- Opening Delimiter -

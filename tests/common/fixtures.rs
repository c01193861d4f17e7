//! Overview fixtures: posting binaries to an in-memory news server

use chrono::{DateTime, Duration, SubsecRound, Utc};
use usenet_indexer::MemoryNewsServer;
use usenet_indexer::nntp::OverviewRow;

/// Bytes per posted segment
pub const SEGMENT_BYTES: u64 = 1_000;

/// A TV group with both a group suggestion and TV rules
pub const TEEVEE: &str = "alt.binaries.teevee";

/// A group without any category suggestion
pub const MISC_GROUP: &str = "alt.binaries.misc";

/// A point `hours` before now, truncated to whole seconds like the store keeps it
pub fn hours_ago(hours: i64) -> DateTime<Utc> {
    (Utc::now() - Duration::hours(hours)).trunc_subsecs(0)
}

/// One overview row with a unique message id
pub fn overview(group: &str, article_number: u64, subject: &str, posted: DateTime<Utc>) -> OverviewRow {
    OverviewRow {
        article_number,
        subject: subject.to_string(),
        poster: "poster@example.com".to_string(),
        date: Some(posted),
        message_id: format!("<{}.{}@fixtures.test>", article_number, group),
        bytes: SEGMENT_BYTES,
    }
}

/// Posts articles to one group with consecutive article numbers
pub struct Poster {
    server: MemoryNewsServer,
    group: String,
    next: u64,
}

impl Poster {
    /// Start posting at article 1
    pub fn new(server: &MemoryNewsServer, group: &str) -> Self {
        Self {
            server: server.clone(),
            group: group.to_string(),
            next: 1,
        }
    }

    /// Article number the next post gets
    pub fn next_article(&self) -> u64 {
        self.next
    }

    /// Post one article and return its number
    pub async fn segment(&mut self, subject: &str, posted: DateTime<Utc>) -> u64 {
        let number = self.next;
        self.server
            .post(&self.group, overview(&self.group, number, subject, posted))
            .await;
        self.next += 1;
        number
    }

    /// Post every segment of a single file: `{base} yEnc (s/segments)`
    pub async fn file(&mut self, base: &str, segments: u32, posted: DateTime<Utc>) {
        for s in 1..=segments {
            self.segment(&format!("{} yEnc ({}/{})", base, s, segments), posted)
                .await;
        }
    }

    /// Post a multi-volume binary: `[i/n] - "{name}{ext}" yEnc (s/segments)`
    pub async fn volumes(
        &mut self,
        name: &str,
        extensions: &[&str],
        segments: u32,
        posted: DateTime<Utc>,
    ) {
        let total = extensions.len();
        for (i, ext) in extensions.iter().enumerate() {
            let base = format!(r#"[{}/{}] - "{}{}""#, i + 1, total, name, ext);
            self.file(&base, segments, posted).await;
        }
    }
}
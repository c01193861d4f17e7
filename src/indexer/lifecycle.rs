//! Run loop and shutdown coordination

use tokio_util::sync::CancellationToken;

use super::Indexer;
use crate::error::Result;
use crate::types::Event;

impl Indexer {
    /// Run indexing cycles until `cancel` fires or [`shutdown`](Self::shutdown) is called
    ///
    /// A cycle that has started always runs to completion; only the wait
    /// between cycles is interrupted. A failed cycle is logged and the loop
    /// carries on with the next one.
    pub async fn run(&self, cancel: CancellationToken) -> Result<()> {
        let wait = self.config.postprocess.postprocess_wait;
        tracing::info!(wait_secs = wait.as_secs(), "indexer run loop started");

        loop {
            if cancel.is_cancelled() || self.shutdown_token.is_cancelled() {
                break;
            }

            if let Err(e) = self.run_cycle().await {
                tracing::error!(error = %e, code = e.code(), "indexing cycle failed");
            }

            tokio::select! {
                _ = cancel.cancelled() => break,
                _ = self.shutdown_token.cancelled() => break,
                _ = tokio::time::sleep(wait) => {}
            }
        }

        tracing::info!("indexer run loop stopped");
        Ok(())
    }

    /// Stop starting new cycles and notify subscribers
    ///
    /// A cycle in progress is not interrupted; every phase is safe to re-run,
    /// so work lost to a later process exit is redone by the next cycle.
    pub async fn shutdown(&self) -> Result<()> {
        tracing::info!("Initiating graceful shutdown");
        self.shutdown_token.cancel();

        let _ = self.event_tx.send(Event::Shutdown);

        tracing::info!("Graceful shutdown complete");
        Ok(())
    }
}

- Closing Delimiter -
- Opening Delimiter -

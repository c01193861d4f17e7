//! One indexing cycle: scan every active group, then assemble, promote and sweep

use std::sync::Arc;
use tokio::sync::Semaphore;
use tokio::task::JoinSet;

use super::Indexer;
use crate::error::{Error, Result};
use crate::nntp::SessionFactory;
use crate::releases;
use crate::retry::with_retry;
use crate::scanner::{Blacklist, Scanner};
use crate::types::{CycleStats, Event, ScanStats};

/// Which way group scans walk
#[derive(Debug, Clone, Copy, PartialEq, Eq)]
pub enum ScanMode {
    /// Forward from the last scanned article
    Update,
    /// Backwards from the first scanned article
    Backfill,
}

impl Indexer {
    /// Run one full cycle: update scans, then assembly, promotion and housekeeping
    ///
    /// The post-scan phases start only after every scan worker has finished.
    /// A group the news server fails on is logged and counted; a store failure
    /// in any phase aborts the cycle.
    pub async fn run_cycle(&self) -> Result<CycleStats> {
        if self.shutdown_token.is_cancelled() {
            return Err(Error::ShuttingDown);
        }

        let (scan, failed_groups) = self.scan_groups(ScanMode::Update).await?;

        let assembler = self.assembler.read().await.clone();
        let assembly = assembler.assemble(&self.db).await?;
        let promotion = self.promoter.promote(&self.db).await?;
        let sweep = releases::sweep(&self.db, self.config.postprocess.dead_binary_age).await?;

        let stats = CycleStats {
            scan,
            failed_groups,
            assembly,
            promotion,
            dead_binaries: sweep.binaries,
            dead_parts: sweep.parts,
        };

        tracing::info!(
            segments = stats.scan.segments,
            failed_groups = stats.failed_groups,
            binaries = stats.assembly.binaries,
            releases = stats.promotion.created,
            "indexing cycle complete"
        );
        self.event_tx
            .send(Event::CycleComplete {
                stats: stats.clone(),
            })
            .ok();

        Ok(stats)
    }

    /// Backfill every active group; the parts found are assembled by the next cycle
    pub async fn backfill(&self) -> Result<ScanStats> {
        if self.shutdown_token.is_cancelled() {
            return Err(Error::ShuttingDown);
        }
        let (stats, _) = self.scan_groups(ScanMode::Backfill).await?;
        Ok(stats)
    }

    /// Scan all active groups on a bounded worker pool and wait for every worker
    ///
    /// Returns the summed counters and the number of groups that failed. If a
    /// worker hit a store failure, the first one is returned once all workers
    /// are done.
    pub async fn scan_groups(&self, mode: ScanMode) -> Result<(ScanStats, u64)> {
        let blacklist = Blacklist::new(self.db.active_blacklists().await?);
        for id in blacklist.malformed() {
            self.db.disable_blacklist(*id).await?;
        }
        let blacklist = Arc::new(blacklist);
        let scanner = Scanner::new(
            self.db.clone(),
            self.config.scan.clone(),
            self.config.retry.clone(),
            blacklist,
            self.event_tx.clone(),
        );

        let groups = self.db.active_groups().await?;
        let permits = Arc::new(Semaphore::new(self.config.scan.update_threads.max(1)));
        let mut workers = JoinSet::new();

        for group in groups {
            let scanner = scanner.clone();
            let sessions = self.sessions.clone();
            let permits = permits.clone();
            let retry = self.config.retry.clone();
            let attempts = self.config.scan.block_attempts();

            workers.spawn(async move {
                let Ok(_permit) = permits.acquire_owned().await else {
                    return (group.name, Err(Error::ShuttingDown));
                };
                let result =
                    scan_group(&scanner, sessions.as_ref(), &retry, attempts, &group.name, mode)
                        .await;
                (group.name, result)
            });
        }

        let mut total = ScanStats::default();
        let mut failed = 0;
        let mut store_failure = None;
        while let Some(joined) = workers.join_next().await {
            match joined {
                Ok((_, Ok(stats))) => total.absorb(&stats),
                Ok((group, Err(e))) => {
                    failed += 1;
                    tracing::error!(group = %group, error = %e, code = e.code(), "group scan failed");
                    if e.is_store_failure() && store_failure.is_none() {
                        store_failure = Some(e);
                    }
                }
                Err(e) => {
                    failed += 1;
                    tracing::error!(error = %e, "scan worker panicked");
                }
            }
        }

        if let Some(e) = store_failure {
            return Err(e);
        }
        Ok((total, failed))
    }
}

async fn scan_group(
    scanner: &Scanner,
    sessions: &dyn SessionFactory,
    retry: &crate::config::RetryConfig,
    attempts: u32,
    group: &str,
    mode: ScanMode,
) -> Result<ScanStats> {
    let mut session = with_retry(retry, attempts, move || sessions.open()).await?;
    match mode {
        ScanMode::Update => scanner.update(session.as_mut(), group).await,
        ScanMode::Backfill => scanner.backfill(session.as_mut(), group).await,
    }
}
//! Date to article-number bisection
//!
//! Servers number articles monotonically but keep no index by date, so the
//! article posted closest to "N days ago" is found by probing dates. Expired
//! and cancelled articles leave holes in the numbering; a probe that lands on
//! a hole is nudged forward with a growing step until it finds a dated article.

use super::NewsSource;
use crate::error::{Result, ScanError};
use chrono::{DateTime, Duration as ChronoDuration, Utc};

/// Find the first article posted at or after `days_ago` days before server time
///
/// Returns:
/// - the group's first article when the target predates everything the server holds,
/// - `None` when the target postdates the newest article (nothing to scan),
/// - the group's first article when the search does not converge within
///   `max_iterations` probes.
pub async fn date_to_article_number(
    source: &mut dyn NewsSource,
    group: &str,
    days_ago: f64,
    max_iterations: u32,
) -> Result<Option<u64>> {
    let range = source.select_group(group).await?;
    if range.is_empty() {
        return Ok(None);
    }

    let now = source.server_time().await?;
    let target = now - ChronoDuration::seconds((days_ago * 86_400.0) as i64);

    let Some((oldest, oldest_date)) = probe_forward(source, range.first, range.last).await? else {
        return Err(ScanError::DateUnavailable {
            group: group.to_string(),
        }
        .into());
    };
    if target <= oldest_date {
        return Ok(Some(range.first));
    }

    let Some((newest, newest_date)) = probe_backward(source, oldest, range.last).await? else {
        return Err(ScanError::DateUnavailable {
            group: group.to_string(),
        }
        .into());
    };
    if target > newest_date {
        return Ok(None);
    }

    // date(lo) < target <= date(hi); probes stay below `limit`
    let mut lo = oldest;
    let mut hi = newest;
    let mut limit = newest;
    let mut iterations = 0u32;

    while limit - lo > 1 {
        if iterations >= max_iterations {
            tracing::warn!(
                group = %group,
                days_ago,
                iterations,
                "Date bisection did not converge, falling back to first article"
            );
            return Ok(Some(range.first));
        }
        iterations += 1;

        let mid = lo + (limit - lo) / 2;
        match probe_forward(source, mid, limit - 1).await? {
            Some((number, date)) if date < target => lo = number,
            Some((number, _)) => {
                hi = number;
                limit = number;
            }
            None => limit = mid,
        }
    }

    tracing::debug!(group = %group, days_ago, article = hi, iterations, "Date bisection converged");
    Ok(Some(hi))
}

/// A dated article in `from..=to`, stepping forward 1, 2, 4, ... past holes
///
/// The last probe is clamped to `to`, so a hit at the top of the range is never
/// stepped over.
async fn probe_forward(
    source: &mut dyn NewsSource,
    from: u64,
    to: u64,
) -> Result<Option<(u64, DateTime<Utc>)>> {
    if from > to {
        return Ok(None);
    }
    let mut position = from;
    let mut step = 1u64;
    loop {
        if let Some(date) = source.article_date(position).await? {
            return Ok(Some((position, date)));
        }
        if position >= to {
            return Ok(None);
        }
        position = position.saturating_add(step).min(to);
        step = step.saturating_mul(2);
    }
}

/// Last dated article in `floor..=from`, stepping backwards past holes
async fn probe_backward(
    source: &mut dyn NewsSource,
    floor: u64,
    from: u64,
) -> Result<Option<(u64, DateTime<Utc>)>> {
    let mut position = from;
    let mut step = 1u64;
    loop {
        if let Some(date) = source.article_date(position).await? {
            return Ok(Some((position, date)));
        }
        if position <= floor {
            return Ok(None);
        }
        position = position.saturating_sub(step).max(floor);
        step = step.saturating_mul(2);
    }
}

- Closing Delimiter -
- Opening Delimiter -

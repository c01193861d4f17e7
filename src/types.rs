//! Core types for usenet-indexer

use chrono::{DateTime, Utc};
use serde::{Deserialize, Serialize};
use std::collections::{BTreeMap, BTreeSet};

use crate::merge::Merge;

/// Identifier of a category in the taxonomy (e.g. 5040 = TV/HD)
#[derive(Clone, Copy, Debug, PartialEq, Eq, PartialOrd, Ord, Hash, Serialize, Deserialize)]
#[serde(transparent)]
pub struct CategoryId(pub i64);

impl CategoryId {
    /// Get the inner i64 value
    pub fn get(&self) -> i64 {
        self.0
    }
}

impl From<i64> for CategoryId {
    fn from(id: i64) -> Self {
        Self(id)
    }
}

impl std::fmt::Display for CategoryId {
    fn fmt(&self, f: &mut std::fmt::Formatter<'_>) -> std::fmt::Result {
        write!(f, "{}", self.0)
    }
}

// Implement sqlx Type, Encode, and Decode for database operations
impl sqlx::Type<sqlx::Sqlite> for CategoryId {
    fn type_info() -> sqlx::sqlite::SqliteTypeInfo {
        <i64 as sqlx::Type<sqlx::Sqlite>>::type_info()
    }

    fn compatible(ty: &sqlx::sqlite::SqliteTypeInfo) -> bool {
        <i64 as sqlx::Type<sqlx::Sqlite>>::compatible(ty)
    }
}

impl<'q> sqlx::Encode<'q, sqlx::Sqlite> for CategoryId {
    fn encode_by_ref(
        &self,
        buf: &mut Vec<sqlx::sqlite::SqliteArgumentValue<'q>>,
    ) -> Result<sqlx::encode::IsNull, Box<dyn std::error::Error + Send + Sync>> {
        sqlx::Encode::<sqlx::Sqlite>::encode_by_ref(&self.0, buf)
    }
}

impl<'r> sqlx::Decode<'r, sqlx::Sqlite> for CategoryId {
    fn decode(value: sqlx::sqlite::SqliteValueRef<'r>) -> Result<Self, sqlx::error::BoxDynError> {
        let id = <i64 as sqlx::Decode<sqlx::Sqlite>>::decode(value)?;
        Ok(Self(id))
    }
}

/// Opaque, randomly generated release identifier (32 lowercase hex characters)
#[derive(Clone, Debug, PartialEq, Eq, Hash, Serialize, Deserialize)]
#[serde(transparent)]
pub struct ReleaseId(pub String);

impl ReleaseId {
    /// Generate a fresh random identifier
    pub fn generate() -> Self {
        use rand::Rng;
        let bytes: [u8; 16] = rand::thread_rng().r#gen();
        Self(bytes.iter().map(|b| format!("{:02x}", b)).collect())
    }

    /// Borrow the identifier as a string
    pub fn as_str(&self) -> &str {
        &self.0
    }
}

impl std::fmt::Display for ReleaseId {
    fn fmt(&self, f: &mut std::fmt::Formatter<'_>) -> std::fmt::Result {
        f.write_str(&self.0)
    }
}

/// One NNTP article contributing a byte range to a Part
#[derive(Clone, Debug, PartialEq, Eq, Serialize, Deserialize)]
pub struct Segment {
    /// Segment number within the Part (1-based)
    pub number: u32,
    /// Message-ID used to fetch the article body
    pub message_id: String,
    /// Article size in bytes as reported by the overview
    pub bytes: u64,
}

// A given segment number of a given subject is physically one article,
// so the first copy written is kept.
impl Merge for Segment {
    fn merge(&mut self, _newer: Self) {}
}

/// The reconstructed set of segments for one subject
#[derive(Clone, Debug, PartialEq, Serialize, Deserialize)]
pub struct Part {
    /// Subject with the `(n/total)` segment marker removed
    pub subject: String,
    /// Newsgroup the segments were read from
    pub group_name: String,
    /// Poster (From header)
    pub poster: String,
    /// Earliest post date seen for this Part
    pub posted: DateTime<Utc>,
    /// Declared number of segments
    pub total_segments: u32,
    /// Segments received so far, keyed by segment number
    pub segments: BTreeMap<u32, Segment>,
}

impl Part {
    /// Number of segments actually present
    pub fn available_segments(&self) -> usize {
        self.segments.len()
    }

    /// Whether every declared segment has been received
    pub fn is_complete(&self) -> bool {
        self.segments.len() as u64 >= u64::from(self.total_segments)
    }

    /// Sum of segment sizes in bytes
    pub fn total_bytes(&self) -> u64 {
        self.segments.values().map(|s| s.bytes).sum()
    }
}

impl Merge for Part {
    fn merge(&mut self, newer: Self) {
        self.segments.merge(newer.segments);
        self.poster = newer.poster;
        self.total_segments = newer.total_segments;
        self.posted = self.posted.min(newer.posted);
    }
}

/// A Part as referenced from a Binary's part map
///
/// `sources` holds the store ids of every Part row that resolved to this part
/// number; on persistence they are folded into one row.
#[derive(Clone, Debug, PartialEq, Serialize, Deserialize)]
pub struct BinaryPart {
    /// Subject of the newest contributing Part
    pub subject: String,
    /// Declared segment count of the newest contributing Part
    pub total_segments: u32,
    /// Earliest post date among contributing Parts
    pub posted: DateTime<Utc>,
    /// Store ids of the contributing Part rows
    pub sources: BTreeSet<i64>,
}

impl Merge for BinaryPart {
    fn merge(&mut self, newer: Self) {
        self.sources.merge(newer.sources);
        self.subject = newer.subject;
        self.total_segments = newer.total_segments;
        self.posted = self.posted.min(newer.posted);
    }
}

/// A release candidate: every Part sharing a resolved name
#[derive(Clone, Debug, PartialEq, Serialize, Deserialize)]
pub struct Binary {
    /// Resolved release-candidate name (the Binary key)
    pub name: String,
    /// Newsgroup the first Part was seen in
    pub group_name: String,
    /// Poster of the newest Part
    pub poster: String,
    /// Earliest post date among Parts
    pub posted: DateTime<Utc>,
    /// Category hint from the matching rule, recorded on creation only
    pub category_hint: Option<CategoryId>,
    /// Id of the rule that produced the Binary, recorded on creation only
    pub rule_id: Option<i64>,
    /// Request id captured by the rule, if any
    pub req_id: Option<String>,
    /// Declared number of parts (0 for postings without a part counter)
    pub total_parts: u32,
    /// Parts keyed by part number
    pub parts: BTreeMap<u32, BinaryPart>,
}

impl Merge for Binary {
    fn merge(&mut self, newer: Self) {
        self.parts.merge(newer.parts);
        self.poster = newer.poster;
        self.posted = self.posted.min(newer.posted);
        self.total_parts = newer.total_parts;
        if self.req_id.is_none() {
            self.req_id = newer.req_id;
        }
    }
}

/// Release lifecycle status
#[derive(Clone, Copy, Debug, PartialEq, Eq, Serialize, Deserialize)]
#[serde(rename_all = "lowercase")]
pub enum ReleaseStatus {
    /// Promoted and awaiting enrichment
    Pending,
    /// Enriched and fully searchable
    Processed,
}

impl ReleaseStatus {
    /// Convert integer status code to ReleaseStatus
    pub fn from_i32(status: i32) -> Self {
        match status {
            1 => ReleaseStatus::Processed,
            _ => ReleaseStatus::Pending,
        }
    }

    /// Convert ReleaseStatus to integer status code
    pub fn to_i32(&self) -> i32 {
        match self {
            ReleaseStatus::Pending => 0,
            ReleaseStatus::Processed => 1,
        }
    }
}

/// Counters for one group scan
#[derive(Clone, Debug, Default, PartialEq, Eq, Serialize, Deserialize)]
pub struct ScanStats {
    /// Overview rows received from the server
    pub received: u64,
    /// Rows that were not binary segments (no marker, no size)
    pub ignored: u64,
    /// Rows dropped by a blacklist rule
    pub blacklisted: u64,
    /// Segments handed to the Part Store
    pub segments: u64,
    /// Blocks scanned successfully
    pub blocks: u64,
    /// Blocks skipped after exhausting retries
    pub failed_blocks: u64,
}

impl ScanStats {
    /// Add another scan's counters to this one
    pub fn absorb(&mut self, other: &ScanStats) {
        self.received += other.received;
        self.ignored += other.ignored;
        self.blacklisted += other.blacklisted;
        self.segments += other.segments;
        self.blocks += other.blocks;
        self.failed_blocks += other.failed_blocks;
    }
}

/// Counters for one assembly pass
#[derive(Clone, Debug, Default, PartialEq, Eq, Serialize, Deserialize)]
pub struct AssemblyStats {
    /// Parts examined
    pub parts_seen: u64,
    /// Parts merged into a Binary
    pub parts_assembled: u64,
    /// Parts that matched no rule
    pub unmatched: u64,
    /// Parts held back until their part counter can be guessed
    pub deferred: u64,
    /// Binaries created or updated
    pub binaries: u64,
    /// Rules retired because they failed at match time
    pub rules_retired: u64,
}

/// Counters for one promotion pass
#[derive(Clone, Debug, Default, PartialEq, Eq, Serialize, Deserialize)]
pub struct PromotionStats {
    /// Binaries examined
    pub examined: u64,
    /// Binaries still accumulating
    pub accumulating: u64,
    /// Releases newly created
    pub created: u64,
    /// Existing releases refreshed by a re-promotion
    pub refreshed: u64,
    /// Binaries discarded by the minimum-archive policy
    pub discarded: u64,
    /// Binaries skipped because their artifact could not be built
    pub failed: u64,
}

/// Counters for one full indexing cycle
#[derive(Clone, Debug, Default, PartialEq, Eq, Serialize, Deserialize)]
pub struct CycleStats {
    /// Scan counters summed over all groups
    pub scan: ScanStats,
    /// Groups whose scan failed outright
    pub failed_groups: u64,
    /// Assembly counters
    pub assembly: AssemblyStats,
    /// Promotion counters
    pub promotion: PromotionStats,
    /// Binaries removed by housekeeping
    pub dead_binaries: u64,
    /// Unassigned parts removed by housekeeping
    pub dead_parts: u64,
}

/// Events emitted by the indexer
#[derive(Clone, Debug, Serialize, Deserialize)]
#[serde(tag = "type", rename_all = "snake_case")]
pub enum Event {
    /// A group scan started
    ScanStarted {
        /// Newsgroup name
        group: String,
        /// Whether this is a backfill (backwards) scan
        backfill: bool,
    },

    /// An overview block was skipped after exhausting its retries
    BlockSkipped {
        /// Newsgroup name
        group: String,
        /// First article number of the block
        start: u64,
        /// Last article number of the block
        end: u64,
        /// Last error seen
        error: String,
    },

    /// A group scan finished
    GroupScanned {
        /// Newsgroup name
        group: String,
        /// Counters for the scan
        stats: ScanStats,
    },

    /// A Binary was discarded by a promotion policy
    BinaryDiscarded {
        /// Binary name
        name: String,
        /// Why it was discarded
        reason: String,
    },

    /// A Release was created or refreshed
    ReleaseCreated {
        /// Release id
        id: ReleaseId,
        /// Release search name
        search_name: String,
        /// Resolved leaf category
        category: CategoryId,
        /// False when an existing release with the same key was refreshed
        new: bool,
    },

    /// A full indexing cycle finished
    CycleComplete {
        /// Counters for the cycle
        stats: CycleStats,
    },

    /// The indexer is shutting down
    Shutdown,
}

- Closing Delimiter -

Would you copy out exactly the lines above that start at the one containing "filename tests/common/fixtures.rs" and end at the one containing "pub const SEGMENT_BYTES: u64 = 1_000;", inclusive?

filename tests/common/fixtures.rs
repository c01193861d4f17e7
//! Overview fixtures: posting binaries to an in-memory news server

use chrono::{DateTime, Duration, SubsecRound, Utc};
use usenet_indexer::MemoryNewsServer;
use usenet_indexer::nntp::OverviewRow;

/// Bytes per posted segment
pub const SEGMENT_BYTES: u64 = 1_000;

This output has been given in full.